** Opening PROVIDED MATERIAL block **

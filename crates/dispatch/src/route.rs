use std::fmt;

use crate::context::RequestContext;
use crate::error::{HandlerError, RouteError};
use crate::pattern::CompiledPattern;
use crate::request::Request;
use crate::response::Response;

/// Handles a routed request.
///
/// A handler writes its outcome through the response; returning an error hands
/// the request over to the configured error handler.
pub trait RequestHandler: Send + Sync {
    /// # Errors
    ///
    /// Any error is passed to the error handler, it is never retried.
    fn handle_request(&self, req: &Request, resp: &mut Response<'_>, ctx: &RequestContext) -> Result<(), HandlerError>;
}

/// a `Fn` holder which represents a request handler function
pub struct FnHandler<F> {
    f: F,
}

impl<F> fmt::Debug for FnHandler<F> {
    fn fmt(&self, f: &mut fmt::Formatter<'_>) -> fmt::Result {
        f.debug_struct("FnHandler").finish_non_exhaustive()
    }
}

impl<F> RequestHandler for FnHandler<F>
where
    F: Fn(&Request, &mut Response<'_>, &RequestContext) -> Result<(), HandlerError> + Send + Sync,
{
    fn handle_request(&self, req: &Request, resp: &mut Response<'_>, ctx: &RequestContext) -> Result<(), HandlerError> {
        (self.f)(req, resp, ctx)
    }
}

/// Wraps a function or closure into a [`RequestHandler`].
pub fn handler_fn<F>(f: F) -> FnHandler<F>
where
    F: Fn(&Request, &mut Response<'_>, &RequestContext) -> Result<(), HandlerError> + Send + Sync,
{
    FnHandler { f }
}

/// Per route options.
#[derive(Debug, Clone, Copy, Default, PartialEq, Eq)]
pub struct RouteConfig {
    /// Suppresses the log handler call for requests served by the route.
    pub disable_access_log: bool,
}

impl RouteConfig {
    pub const fn new() -> Self {
        Self { disable_access_log: false }
    }

    #[must_use]
    pub const fn disable_access_log(mut self, disable_access_log: bool) -> Self {
        self.disable_access_log = disable_access_log;
        self
    }
}

/// A compiled pattern bound to its handler and configuration.
pub struct RouteEntry {
    pattern: CompiledPattern,
    handler: Box<dyn RequestHandler>,
    config: RouteConfig,
}

impl RouteEntry {
    /// Compiles the pattern and binds it to the handler.
    ///
    /// # Errors
    ///
    /// Returns [`RouteError::InvalidPattern`] if the pattern does not compile.
    pub fn new<H>(pattern: &str, handler: H, config: RouteConfig) -> Result<Self, RouteError>
    where
        H: RequestHandler + 'static,
    {
        let pattern = CompiledPattern::compile(pattern)?;
        Ok(Self { pattern, handler: Box::new(handler), config })
    }

    pub fn pattern(&self) -> &CompiledPattern {
        &self.pattern
    }

    pub fn handler(&self) -> &dyn RequestHandler {
        self.handler.as_ref()
    }

    pub fn config(&self) -> &RouteConfig {
        &self.config
    }
}

impl fmt::Debug for RouteEntry {
    fn fmt(&self, f: &mut fmt::Formatter<'_>) -> fmt::Result {
        f.debug_struct("RouteEntry")
            .field("pattern", &self.pattern.pattern())
            .field("config", &self.config)
            .finish_non_exhaustive()
    }
}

** Closing PROVIDED MATERIAL block **

In the records above, locate the lines holding the word "FnHandler". Copy each of them.

* [YOUR SOLUTION]
pub struct FnHandler<F> {
impl<F> fmt::Debug for FnHandler<F> {
        f.debug_struct("FnHandler").finish_non_exhaustive()
impl<F> RequestHandler for FnHandler<F>
pub fn handler_fn<F>(f: F) -> FnHandler<F>
    FnHandler { f }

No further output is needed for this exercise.